◆ About this task
Within the entries below, the lines from the one with "filename crates/property-index-core/src/event.rs" through the one with "within the block." are to be set down exactly, both ends kept.

*** Opening The data ***

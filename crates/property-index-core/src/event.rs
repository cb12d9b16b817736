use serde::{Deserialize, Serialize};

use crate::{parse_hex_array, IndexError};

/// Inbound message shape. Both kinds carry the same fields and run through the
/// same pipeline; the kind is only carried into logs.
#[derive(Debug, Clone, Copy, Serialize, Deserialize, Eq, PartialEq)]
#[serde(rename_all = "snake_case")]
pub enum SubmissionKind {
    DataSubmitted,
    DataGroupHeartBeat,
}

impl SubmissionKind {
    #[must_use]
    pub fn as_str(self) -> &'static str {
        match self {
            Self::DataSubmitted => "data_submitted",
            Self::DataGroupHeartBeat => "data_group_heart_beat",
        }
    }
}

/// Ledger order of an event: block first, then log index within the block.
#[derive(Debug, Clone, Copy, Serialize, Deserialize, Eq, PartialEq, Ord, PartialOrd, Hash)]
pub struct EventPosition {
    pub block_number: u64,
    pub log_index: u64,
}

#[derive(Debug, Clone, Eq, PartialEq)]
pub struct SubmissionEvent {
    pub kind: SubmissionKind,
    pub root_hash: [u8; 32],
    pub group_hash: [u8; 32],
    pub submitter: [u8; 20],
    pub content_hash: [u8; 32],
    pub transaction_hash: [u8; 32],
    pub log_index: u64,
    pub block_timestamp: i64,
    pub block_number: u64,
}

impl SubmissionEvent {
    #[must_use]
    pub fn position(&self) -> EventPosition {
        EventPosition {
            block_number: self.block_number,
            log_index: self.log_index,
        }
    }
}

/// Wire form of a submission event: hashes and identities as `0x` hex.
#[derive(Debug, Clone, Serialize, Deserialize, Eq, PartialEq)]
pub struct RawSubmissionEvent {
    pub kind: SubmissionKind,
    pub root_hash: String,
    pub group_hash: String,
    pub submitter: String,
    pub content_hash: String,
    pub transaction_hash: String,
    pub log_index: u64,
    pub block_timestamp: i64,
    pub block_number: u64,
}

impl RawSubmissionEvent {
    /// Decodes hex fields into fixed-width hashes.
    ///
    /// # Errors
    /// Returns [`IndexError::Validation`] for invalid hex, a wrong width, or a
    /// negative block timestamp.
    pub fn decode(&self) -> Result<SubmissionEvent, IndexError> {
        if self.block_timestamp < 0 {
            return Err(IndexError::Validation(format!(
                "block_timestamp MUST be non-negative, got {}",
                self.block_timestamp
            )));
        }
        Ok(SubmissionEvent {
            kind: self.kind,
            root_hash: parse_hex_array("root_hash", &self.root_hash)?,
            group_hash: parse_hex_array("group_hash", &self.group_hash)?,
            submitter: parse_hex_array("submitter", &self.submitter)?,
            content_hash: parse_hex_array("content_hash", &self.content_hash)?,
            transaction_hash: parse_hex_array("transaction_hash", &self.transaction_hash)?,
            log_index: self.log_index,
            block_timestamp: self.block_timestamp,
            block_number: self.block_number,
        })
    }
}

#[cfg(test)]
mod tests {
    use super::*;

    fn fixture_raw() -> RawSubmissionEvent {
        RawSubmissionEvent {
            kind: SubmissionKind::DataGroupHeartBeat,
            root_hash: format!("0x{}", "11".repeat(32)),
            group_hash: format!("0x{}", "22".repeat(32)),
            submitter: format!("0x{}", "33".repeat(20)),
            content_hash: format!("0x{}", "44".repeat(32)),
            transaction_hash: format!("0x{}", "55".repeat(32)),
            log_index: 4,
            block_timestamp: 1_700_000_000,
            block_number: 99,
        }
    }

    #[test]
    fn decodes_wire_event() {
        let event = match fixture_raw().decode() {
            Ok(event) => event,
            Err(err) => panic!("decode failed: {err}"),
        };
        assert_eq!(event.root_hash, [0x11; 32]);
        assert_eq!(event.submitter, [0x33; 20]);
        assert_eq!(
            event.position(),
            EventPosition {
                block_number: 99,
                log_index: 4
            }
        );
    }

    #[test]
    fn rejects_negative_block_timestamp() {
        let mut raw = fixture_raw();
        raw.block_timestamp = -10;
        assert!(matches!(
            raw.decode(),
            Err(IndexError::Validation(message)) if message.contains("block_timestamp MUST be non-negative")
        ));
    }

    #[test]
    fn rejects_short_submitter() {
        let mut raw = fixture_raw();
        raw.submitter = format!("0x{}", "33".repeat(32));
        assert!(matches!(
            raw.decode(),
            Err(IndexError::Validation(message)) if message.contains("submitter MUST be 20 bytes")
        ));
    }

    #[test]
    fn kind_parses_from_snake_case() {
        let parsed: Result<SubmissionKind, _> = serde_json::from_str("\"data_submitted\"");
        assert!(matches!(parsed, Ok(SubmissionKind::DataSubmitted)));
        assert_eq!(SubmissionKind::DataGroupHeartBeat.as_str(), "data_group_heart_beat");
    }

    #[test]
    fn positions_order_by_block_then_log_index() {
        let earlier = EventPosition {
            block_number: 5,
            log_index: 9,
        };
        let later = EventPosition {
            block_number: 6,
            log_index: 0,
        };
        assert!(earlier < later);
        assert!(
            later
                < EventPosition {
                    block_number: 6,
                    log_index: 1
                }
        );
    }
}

*** Closing The data ***
*** Opening The data ***

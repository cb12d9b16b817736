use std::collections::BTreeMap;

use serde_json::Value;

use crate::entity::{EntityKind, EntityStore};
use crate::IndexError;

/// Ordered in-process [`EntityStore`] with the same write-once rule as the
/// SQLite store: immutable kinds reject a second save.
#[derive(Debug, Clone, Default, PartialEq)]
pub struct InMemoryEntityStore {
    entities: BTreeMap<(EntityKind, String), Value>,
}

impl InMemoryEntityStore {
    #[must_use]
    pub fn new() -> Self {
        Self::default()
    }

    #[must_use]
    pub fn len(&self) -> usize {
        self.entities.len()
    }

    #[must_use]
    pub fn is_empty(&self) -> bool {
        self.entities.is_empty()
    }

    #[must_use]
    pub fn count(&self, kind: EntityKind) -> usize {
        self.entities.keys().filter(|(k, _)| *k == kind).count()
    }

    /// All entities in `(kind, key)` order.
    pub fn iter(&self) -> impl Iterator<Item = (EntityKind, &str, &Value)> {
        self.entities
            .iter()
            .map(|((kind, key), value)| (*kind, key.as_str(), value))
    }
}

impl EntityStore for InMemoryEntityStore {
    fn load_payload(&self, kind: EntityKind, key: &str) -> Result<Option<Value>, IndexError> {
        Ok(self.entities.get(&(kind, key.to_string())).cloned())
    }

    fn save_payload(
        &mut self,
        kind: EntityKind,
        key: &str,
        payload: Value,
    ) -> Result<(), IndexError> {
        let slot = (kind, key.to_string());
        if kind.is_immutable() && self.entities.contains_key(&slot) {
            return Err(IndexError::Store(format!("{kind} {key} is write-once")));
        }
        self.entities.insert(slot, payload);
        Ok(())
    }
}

*** Closing The data ***

◆ Exercise output
filename crates/property-index-core/src/event.rs
repository cb12d9b16b817736
use serde::{Deserialize, Serialize};

use crate::{parse_hex_array, IndexError};

/// Inbound message shape. Both kinds carry the same fields and run through the
/// same pipeline; the kind is only carried into logs.
#[derive(Debug, Clone, Copy, Serialize, Deserialize, Eq, PartialEq)]
#[serde(rename_all = "snake_case")]
pub enum SubmissionKind {
    DataSubmitted,
    DataGroupHeartBeat,
}

impl SubmissionKind {
    #[must_use]
    pub fn as_str(self) -> &'static str {
        match self {
            Self::DataSubmitted => "data_submitted",
            Self::DataGroupHeartBeat => "data_group_heart_beat",
        }
    }
}

/// Ledger order of an event: block first, then log index within the block.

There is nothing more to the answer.